The Roy you didn't know

Published: Nov 27, 2019, 07:00 IST | Dalreen Ramos | Mumbai

A centennial exhibition showcases the works of Manobina Roy, one of India’s earliest known women photographers, chronicling countries, politics and her family with husband Bimal

Joy Bimal Roy clicked outside the Taj Mahal Palace Hotel, Colaba
Joy Bimal Roy clicked outside the Taj Mahal Palace Hotel, Colaba

Apart from the red and white Chinese lanterns gracing the roof of a Kala Ghoda gallery, albeit temporarily, there's little that comes in the way of this woman and her camera.
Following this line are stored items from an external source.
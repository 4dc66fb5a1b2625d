//! # Psyche Core Library
//!
//! Personality-driven decision engine for simulated character agents.
//!
//! Each agent owns a bounded [`TraitVector`](traits::TraitVector) that shapes
//! which *action style* it picks every turn:
//!
//! - **Context Encoder** — situational labels and stats to a normalized vector
//! - **Utility Model** — bilinear `t · W_a · c + b_a` score per style
//! - **Selector** — temperature softmax or deterministic arg-max
//! - **Emotion** — transient per-turn overlay on the traits
//! - **Evolution** — decaying trait shifts from categorized life events
//! - **Learning** — confidence-weighted patterns with capacity eviction
//! - **Translation Gate** — stat conditions deciding if a human rendering is shown
//!
//! Everything here is synchronous and free of I/O apart from loading config
//! and agent snapshots. Orchestration and the generative-text call live in
//! `psyche-mind` and `psyche-llm`.

#![deny(clippy::unwrap_used)]
#![deny(missing_docs)]
#![warn(clippy::pedantic)]
#![allow(clippy::module_name_repetitions)]

pub mod agent;
pub mod archetype;
pub mod config;
pub mod context;
pub mod emotion;
pub mod engine;
pub mod error;
pub mod evolution;
pub mod learning;
pub mod presets;
pub mod selection;
pub mod traits;
pub mod translation;
pub mod types;
pub mod utility;

pub use config::PsycheConfig;
pub use engine::Engine;
pub use error::{PsycheError, Result};
//! Orchestrator error types.

use psyche_core::PsycheError;
use psyche_core::types::AgentId;
use thiserror::Error;

/// Errors surfaced to callers of the turn pipeline and registry.
///
/// Generation failures never appear here; they become degraded turns.
#[derive(Debug, Error)]
pub enum MindError {
    /// Malformed request; the turn never started.
    #[error("Validation error: {0}")]
    Validation(String),

    /// Engine or state error from the core.
    #[error(transparent)]
    Core(#[from] PsycheError),

    /// No agent registered under this id.
    #[error("Agent not found: {0}")]
    AgentNotFound(AgentId),

    /// An agent with this id is already registered.
    #[error("Agent already registered: {0}")]
    AgentExists(AgentId),

    /// The turn limiter was shut down.
    #[error("Turn concurrency limiter is closed")]
    ConcurrencyClosed,

    /// Runtime configuration error (generator setup, limits).
    #[error("Configuration error: {0}")]
    Config(String),
}

/// Convenience Result type alias.
pub type Result<T> = std::result::Result<T, MindError>;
Manobina Roy passed away in 2001 and she would have been 100 today. To most of the world, she is regarded as the wife of director Bimal Roy, whom she married at 17. But through her lifetime, she saw the world through a lens of independence; the first time, via a Brownie camera gifted to her identical twin Debalina and her on their 12th birthday by their father Binode Behari Sen Roy. She couldn't stop clicking, even after an eye impairment in '69. And nearly two decades after her death, 67 images captured by Roy will be displayed at an exhibition that opens today at ARTISANS'.

Guide
Bimal Roy with Jawaharlal Nehru and Indira Gandhi

Grouped according to pictures of her family, portraits of famous personalities like Jawaharlal Nehru or his sister, Vijaya Lakshmi Pandit, and travels to England and Switzerland, the genesis of the show goes back 18 years. In January 2000, a showcase of Bimal Roy's stills were displayed at the Nehru Centre gallery. His son, Joy Bimal Roy, scoured the room for his mother Manobina, who was seated alone in a corner. When approached, she told him, "No one has ever done this for my photos." And after a long hunt for a gallery space and a curator, and bouts of serendipity, it all fell into place as an exhibition curated by art historian MC Mohan at no cost.

Guide
Manobina Roy seated in front of her husband's portrait

Sen Roy instilled in his daughters the belief that they weren't any less than men, as they grew up in Ramnagar where women adhered to the purdah system. This is reflected in her oeuvre where she establishes a certain intimacy. "She connected people. When she came to Bandra, she discovered that even though the neighbours knew each other, they wouldn't interact. So, she organised something called the Women's Social Samachar where women would meet once a week and exchange knowledge — someone would teach the group to cook Kashmiri or Chinese food, embroidery or tailoring," shares Joy.

Guide
A portrait beside Bombay-Poona highway

The verandah of her home, the now-demolished Godiwalla Bungalow in Bandra, proves to be her favourite spot and Joy's sister Aparajita, her favourite subject. Although her husband supported her work, Joy can't tell what his father thought of it. "He was conventional. But even though they shared different perspectives, they supported each other in every way they could."

Guide
Joy Bimal Roy next to a picture of his sister Aparajita at the gallery. Pic/Atul Kamble

ON Today, 6 pm onwards to November 30, 11 am to 7 pm
AT ARTISANS', VB Gandhi Marg, Kala Ghoda.